(Material shown begins)
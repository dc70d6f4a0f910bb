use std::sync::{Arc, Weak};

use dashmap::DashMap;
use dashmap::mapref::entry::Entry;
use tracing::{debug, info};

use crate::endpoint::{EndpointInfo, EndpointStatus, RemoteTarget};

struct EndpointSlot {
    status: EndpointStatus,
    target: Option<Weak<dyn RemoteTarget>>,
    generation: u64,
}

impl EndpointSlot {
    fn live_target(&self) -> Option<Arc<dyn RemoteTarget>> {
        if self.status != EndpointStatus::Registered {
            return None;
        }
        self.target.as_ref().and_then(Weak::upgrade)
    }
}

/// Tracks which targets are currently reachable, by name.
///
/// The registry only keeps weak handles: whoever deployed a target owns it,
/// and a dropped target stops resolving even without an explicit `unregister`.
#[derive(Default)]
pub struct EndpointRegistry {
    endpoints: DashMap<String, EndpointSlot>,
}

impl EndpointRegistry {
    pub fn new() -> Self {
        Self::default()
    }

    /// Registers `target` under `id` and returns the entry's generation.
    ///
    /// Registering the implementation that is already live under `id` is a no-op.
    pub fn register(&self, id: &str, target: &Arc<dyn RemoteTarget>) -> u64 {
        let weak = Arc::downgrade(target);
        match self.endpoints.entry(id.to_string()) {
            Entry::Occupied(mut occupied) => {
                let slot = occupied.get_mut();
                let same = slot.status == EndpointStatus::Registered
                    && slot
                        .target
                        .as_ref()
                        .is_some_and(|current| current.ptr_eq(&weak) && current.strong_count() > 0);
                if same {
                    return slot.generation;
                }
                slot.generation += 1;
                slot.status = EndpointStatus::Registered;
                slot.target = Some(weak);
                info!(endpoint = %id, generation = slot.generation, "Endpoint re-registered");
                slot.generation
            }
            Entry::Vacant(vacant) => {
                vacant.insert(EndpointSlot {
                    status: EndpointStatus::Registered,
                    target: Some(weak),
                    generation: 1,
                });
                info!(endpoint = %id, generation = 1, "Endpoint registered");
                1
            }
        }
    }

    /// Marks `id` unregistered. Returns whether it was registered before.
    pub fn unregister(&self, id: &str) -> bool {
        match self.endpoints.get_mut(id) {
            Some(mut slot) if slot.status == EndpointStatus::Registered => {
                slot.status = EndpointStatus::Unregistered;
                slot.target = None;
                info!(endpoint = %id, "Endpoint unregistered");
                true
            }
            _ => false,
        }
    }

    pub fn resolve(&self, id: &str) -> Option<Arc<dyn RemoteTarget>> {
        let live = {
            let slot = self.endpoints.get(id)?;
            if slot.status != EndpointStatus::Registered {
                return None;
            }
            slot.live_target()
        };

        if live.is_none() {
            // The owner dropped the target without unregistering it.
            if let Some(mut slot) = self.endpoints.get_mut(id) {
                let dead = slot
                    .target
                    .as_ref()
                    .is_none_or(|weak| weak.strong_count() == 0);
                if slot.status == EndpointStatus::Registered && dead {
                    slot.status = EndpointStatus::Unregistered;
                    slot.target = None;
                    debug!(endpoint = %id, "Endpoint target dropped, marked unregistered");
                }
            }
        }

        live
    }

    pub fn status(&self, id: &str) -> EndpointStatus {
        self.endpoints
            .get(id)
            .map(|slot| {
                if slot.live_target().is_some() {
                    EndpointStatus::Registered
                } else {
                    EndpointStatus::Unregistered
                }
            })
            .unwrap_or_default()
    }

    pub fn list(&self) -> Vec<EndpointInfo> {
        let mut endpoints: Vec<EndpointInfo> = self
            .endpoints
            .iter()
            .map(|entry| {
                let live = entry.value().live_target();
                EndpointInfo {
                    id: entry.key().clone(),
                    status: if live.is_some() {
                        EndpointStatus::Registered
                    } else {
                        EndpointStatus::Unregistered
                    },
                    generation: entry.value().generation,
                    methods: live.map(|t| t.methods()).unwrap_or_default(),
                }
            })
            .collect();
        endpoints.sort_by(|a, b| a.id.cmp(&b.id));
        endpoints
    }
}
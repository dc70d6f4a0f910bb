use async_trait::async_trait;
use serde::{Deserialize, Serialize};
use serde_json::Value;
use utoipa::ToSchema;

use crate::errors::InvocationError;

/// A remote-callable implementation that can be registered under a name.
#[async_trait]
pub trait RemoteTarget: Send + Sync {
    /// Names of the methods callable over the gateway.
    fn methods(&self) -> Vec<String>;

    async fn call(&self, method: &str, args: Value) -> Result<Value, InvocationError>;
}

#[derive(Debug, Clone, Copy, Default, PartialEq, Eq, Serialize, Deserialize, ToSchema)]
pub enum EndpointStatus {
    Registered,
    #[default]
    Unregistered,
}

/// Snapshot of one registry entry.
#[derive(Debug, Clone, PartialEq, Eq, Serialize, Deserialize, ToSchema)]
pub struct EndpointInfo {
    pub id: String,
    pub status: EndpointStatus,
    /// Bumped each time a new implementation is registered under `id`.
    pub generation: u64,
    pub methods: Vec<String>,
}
(Material shown ends)
Activity
Whenever a line in the entries above includes the word "EndpointRegistry", pull that line out.

The completed task
pub struct EndpointRegistry {
impl EndpointRegistry {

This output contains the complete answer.